[Records from a collection]
══════════
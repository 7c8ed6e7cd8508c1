//! Generic Desktop system-control driver.
//!
//! Maps the System Control top-level collection (power, sleep, wake-up and
//! the system menu usages) to evdev keys.

#![deny(unsafe_op_in_unsafe_fn)]
#![deny(clippy::unwrap_used)]

use hmap::codes::{
    KEY_CONTEXT_MENU, KEY_DOWN, KEY_EXIT, KEY_HELP, KEY_LEFT, KEY_MENU, KEY_POWER, KEY_POWER2,
    KEY_PROG1, KEY_RESTART, KEY_RIGHT, KEY_SELECT, KEY_SLEEP, KEY_UP, KEY_WAKEUP,
};
use hmap::usage::generic_desktop as gd;
use hmap::{EvdevSink, HidTransport, Hmap, HmapError, HmapResult, MapItem, UsageMap};
use tracing::debug;

pub const DESCRIPTION: &str = "System Control";

pub static SYSTEM_CONTROL_MAP: UsageMap = &[
    MapItem::key("POWER_DOWN", gd::SYSTEM_POWER_DOWN, KEY_POWER),
    MapItem::key("SLEEP", gd::SYSTEM_SLEEP, KEY_SLEEP),
    MapItem::key("WAKEUP", gd::SYSTEM_WAKEUP, KEY_WAKEUP),
    MapItem::key("CONTEXT_MENU", gd::SYSTEM_CONTEXT_MENU, KEY_CONTEXT_MENU),
    MapItem::key("MAIN_MENU", gd::SYSTEM_MAIN_MENU, KEY_MENU),
    MapItem::key("APP_MENU", gd::SYSTEM_APP_MENU, KEY_PROG1),
    MapItem::key("MENU_HELP", gd::SYSTEM_MENU_HELP, KEY_HELP),
    MapItem::key("MENU_EXIT", gd::SYSTEM_MENU_EXIT, KEY_EXIT),
    MapItem::key("MENU_SELECT", gd::SYSTEM_MENU_SELECT, KEY_SELECT),
    MapItem::key("MENU_RIGHT", gd::SYSTEM_MENU_RIGHT, KEY_RIGHT),
    MapItem::key("MENU_LEFT", gd::SYSTEM_MENU_LEFT, KEY_LEFT),
    MapItem::key("MENU_UP", gd::SYSTEM_MENU_UP, KEY_UP),
    MapItem::key("MENU_DOWN", gd::SYSTEM_MENU_DOWN, KEY_DOWN),
    MapItem::key("POWER_UP", gd::SYSTEM_POWER_UP, KEY_POWER2),
    MapItem::key("RESTART", gd::SYSTEM_RESTART, KEY_RESTART),
];

/// Check for a System Control top-level collection and add the map.
///
/// # Errors
///
/// [`HmapError::UnsupportedCollection`] for other collections, plus any
/// descriptor or transport error from the engine.
pub fn probe<T: HidTransport, S: EvdevSink>(hmap: &mut Hmap<T, S>) -> HmapResult<()> {
    let usage = hmap.descriptor()?.application().unwrap_or_default();
    if usage != gd::SYSTEM_CONTROL {
        return Err(HmapError::UnsupportedCollection { usage });
    }
    let caps = hmap.add_map(SYSTEM_CONTROL_MAP)?;
    hmap.set_desc(DESCRIPTION);
    debug!("hsctrl: {} of {} keys bound", caps.count(), SYSTEM_CONTROL_MAP.len());
    Ok(())
}

/// [`probe`] followed by [`Hmap::attach`].
///
/// # Errors
///
/// See [`probe`] and [`Hmap::attach`].
pub fn probe_and_attach<T: HidTransport, S: EvdevSink>(hmap: &mut Hmap<T, S>) -> HmapResult<()> {
    probe(hmap)?;
    hmap.attach()
}

#[cfg(test)]
mod tests {
    use super::*;

    #[test]
    fn test_map_has_unique_usages() {
        let mut usages: Vec<_> = SYSTEM_CONTROL_MAP.iter().map(|row| row.usage).collect();
        usages.sort();
        usages.dedup();
        assert_eq!(usages.len(), SYSTEM_CONTROL_MAP.len());
    }

    #[test]
    fn test_all_rows_are_optional_keys() {
        assert!(SYSTEM_CONTROL_MAP.iter().all(|row| row.is_key() && !row.required));
    }
}
//! Capability bitstrings.

use crate::codes::INPUT_PROP_CNT;
use bit_vec::BitVec;

/// One bit per map row: set when the row bound to the descriptor.
#[derive(Debug, Clone, PartialEq, Eq)]
pub struct Caps {
    bits: BitVec,
}

impl Caps {
    pub fn new(rows: usize) -> Self {
        Self {
            bits: BitVec::from_elem(rows, false),
        }
    }

    pub fn set(&mut self, row: usize) {
        if row < self.bits.len() {
            self.bits.set(row, true);
        }
    }

    pub fn is_set(&self, row: usize) -> bool {
        self.bits.get(row).unwrap_or(false)
    }

    /// Number of rows in the map.
    pub fn len(&self) -> usize {
        self.bits.len()
    }

    pub fn is_empty(&self) -> bool {
        self.bits.is_empty()
    }

    /// Number of bound rows.
    pub fn count(&self) -> usize {
        self.bits.iter().filter(|bit| *bit).count()
    }

    pub fn none(&self) -> bool {
        self.bits.none()
    }

    /// Indices of bound rows.
    pub fn iter(&self) -> impl Iterator<Item = usize> + '_ {
        self.bits
            .iter()
            .enumerate()
            .filter_map(|(row, bit)| bit.then_some(row))
    }
}

/// Evdev input properties requested by the driver.
#[derive(Debug, Clone, PartialEq, Eq)]
pub struct EvdevProps {
    bits: BitVec,
}

impl Default for EvdevProps {
    fn default() -> Self {
        Self {
            bits: BitVec::from_elem(INPUT_PROP_CNT, false),
        }
    }
}

impl EvdevProps {
    /// Returns false when `prop` is outside the property table.
    pub fn set(&mut self, prop: u16) -> bool {
        let idx = usize::from(prop);
        if idx < self.bits.len() {
            self.bits.set(idx, true);
            true
        } else {
            false
        }
    }

    pub fn contains(&self, prop: u16) -> bool {
        self.bits.get(usize::from(prop)).unwrap_or(false)
    }

    pub fn iter(&self) -> impl Iterator<Item = u16> + '_ {
        self.bits
            .iter()
            .enumerate()
            .filter(|(_, bit)| *bit)
            .filter_map(|(idx, _)| u16::try_from(idx).ok())
    }
}

#[cfg(test)]
mod tests {
    use super::*;
    use crate::codes::{INPUT_PROP_DIRECT, INPUT_PROP_POINTER};

    #[test]
    fn test_caps_bits() {
        let mut caps = Caps::new(5);
        assert!(caps.none());
        caps.set(1);
        caps.set(4);
        caps.set(9);
        assert_eq!(caps.len(), 5);
        assert_eq!(caps.count(), 2);
        assert!(caps.is_set(4));
        assert!(!caps.is_set(9));
        assert_eq!(caps.iter().collect::<Vec<_>>(), vec![1, 4]);
    }

    #[test]
    fn test_props() {
        let mut props = EvdevProps::default();
        assert!(props.set(INPUT_PROP_DIRECT));
        assert!(!props.set(0x40));
        assert!(props.contains(INPUT_PROP_DIRECT));
        assert!(!props.contains(INPUT_PROP_POINTER));
        assert_eq!(props.iter().collect::<Vec<_>>(), vec![INPUT_PROP_DIRECT]);
    }
}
══════════
## Assigned task
Examine the records and report how many lines contain the string "driver". Only the number should be given.

## Exercise output
2